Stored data
####################

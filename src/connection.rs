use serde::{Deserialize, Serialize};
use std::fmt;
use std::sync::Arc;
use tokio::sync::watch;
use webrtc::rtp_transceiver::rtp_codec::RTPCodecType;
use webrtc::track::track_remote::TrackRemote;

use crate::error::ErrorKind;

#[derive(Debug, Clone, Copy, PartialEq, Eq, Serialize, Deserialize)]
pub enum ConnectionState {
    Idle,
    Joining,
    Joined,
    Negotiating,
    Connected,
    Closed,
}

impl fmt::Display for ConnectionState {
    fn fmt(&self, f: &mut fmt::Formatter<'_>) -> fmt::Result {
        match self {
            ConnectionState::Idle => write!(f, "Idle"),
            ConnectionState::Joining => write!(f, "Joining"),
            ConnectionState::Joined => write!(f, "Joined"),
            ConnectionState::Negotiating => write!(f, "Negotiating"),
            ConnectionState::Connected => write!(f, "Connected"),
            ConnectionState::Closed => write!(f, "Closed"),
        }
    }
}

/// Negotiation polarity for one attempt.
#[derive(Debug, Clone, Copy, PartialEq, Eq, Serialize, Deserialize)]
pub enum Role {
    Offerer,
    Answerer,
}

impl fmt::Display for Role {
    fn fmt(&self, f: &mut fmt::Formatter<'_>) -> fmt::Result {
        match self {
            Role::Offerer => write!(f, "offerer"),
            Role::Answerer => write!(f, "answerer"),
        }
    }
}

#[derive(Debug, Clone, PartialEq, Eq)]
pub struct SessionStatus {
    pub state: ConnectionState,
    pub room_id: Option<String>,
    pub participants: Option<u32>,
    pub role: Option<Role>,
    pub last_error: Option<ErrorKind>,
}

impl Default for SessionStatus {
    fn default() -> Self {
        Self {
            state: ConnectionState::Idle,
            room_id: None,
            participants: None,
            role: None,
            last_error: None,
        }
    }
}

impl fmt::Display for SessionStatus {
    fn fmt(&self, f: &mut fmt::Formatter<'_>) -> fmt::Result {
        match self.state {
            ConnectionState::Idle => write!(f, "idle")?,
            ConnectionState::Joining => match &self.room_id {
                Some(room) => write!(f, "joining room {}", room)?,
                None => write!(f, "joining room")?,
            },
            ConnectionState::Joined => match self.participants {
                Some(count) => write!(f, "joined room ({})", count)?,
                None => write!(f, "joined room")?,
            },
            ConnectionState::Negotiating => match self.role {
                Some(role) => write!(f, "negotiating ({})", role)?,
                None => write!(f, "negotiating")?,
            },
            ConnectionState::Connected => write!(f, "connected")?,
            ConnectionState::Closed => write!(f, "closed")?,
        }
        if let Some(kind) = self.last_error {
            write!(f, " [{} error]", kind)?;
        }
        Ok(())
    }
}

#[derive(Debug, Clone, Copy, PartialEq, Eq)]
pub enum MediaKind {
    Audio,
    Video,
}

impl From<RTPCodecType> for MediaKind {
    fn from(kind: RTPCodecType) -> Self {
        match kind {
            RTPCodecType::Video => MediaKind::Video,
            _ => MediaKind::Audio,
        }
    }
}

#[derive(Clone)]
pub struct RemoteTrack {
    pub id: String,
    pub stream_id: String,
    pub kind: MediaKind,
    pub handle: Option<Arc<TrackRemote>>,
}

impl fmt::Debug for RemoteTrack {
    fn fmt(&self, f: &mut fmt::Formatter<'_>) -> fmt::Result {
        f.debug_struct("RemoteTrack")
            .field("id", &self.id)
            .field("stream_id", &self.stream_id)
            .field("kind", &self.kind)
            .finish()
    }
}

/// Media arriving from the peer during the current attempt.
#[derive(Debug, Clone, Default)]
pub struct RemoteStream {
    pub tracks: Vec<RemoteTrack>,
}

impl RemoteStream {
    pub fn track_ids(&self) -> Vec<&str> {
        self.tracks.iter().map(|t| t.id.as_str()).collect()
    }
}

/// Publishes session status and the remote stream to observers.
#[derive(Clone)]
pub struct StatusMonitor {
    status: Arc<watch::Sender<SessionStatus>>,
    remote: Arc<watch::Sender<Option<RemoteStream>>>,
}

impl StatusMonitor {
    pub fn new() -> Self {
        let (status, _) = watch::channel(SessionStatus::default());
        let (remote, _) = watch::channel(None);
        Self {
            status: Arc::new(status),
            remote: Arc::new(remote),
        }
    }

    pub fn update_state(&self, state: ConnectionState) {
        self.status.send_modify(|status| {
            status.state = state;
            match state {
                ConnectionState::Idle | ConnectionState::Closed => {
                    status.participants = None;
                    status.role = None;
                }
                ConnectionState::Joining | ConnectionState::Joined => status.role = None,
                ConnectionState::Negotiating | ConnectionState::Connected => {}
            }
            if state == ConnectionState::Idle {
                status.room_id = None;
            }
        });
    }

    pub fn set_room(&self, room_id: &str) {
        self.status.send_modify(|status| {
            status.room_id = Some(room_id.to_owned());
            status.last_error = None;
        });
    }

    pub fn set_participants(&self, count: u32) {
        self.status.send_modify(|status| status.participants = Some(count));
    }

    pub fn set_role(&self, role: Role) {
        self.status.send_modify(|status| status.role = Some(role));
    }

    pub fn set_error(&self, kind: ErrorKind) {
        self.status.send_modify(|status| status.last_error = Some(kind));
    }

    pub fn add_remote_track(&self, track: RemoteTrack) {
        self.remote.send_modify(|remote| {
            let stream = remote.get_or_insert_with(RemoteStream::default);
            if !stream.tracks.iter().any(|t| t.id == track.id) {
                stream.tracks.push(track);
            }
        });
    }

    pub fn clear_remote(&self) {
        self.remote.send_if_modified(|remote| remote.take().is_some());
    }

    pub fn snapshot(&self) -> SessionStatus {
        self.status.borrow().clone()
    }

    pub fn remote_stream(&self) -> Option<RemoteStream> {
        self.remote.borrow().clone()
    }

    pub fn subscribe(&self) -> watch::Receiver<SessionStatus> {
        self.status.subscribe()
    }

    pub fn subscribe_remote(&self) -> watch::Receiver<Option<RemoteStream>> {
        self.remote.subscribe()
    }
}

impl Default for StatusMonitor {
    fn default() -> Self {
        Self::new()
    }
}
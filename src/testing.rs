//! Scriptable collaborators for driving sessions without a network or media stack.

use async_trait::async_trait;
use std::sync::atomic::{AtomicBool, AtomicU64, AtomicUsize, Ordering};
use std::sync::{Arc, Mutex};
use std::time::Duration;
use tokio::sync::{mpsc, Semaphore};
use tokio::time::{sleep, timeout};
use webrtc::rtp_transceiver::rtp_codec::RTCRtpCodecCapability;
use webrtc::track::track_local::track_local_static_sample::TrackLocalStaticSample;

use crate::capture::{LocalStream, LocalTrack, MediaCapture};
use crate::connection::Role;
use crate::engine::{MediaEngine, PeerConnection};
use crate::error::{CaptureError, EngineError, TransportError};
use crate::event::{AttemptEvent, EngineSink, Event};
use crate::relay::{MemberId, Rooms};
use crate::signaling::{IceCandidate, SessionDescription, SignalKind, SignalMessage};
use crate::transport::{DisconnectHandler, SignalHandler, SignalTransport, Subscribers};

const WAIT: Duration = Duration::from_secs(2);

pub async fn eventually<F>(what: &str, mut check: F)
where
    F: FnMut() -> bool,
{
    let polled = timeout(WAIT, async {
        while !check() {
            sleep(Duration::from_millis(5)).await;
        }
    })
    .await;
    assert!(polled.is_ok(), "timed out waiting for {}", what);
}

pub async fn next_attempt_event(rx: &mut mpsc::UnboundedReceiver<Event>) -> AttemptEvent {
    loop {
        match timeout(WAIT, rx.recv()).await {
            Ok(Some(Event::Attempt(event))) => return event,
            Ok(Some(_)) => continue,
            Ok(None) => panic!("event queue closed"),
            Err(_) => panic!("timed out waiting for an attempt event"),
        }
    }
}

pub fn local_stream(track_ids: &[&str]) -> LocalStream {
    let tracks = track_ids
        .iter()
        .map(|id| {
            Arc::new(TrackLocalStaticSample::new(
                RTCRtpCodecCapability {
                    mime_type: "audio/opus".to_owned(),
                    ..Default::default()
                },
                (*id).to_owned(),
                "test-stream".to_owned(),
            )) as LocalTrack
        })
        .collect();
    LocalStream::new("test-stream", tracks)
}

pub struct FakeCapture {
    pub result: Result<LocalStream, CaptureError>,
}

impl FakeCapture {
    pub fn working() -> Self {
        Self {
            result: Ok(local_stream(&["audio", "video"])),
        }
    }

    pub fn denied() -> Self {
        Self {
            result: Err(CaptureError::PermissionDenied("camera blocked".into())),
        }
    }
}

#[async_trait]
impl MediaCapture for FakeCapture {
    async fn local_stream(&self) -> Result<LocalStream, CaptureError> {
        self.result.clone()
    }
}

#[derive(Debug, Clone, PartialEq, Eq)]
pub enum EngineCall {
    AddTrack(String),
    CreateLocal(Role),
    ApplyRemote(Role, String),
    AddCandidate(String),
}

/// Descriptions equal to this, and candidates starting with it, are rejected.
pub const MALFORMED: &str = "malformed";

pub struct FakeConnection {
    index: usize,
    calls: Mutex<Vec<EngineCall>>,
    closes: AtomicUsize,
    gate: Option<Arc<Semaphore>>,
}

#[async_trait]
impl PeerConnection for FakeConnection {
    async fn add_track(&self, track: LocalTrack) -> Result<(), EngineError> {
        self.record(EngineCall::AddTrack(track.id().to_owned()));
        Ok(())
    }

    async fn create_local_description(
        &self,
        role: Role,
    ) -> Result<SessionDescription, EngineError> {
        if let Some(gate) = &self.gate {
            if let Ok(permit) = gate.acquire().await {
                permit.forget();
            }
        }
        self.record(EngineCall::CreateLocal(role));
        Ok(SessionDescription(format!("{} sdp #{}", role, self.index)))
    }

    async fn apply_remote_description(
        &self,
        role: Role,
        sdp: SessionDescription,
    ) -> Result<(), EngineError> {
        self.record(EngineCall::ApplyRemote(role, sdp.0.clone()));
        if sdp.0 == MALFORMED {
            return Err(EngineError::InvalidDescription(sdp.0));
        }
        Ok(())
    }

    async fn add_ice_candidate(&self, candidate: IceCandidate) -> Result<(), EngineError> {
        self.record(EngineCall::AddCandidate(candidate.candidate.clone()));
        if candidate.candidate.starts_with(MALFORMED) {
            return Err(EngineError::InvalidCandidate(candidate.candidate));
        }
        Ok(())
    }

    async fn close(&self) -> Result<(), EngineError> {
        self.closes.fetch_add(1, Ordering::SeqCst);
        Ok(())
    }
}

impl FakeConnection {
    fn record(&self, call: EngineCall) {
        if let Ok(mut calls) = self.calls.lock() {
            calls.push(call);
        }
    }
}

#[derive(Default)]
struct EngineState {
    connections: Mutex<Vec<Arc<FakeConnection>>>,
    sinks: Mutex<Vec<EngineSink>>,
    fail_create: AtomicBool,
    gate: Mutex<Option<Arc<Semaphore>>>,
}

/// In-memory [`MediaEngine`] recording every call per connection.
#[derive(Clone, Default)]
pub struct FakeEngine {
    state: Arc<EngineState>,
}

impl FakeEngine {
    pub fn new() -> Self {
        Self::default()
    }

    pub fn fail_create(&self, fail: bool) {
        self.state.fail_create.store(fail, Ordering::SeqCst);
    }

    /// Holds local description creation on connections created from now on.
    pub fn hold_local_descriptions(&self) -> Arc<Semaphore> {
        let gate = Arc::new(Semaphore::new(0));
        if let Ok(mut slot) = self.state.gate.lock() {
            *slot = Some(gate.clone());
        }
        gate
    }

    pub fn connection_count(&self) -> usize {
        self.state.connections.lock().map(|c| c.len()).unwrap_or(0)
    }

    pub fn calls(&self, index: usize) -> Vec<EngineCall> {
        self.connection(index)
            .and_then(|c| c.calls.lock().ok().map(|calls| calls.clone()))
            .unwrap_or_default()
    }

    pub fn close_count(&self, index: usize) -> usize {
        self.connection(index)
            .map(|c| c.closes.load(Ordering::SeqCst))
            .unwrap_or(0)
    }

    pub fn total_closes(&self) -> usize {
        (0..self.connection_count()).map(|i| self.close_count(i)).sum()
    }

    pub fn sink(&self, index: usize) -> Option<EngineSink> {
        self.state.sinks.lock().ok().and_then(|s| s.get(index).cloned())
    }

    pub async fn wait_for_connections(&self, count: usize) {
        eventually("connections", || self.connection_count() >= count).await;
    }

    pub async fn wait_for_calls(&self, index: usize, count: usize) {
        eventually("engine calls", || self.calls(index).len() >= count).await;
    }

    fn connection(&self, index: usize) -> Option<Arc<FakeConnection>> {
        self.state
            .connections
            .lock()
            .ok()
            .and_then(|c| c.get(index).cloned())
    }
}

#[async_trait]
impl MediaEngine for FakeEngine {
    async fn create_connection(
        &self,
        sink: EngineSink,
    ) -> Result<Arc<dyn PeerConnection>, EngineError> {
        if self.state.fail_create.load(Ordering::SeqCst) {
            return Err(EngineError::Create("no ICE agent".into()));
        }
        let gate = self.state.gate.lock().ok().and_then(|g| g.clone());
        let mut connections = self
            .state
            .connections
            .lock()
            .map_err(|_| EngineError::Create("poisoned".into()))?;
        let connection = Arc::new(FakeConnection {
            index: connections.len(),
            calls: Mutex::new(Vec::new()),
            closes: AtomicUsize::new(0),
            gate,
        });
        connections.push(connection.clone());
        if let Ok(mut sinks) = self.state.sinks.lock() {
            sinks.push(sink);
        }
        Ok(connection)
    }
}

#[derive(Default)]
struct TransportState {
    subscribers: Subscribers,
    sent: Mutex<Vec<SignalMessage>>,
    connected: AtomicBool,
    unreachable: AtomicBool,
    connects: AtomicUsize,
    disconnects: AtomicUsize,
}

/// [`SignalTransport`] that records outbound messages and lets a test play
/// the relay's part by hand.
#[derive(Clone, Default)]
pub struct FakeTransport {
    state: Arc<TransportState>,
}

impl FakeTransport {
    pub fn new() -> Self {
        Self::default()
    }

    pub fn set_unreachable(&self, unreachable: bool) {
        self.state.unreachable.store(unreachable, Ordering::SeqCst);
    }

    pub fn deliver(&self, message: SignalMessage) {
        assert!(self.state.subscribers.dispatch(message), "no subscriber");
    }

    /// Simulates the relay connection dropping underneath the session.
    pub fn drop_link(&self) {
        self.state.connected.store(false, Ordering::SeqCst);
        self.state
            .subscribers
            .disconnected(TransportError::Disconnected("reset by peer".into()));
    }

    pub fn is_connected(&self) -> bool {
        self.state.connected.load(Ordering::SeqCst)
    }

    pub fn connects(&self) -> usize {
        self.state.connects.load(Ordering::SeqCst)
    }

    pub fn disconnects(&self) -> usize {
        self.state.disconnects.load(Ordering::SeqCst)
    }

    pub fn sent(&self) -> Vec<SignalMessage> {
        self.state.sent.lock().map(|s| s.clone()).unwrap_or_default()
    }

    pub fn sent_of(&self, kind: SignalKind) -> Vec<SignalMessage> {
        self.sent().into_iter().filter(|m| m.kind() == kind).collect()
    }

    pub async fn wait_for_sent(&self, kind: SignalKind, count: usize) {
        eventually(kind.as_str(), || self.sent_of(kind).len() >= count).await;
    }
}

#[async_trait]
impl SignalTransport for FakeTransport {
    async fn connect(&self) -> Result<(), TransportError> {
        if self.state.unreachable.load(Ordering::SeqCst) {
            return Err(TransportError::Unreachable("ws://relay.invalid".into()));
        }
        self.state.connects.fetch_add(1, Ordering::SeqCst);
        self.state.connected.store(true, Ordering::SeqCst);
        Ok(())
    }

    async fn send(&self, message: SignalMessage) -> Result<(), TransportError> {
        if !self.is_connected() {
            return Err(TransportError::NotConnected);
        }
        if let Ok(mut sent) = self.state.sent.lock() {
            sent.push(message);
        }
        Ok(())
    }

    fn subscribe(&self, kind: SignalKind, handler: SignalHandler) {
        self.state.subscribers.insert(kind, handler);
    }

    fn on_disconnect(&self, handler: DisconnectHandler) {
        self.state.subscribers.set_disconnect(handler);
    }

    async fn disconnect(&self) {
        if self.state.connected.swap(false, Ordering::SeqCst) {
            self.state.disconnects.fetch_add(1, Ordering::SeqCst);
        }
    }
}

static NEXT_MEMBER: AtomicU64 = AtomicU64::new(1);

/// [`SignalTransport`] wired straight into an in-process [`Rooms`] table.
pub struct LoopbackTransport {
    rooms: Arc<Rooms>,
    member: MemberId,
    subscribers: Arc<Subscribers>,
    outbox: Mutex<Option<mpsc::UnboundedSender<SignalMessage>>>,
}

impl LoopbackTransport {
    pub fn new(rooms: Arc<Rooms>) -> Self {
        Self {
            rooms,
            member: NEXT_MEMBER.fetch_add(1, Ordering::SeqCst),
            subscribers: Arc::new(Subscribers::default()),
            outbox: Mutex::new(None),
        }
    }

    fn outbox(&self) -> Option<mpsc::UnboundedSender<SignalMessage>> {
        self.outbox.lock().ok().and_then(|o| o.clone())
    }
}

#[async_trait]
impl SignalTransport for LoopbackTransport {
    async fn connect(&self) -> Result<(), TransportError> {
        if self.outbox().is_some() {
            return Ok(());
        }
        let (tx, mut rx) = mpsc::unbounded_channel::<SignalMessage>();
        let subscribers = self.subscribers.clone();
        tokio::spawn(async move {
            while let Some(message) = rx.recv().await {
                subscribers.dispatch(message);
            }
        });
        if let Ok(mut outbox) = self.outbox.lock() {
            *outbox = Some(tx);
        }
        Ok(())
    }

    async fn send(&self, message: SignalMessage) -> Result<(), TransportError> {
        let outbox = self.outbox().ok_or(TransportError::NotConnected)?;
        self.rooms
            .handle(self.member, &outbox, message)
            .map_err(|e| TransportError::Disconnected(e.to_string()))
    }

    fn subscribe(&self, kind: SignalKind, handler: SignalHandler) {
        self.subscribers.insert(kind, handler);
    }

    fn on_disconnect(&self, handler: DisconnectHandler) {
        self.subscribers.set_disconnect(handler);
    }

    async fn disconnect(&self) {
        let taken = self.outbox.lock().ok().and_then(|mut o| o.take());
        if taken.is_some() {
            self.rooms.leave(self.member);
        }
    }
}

####################

[ASSIGNMENT]
All that is needed is the exact run of lines above from the line containing "pub fn calls(&self, index: usize)" through the line containing "pub async fn wait_for_calls(&self, index: usize, count: usize)", both of them included.

[ANSWER SECTION]
    pub fn calls(&self, index: usize) -> Vec<EngineCall> {
        self.connection(index)
            .and_then(|c| c.calls.lock().ok().map(|calls| calls.clone()))
            .unwrap_or_default()
    }

    pub fn close_count(&self, index: usize) -> usize {
        self.connection(index)
            .map(|c| c.closes.load(Ordering::SeqCst))
            .unwrap_or(0)
    }

    pub fn total_closes(&self) -> usize {
        (0..self.connection_count()).map(|i| self.close_count(i)).sum()
    }

    pub fn sink(&self, index: usize) -> Option<EngineSink> {
        self.state.sinks.lock().ok().and_then(|s| s.get(index).cloned())
    }

    pub async fn wait_for_connections(&self, count: usize) {
        eventually("connections", || self.connection_count() >= count).await;
    }

    pub async fn wait_for_calls(&self, index: usize, count: usize) {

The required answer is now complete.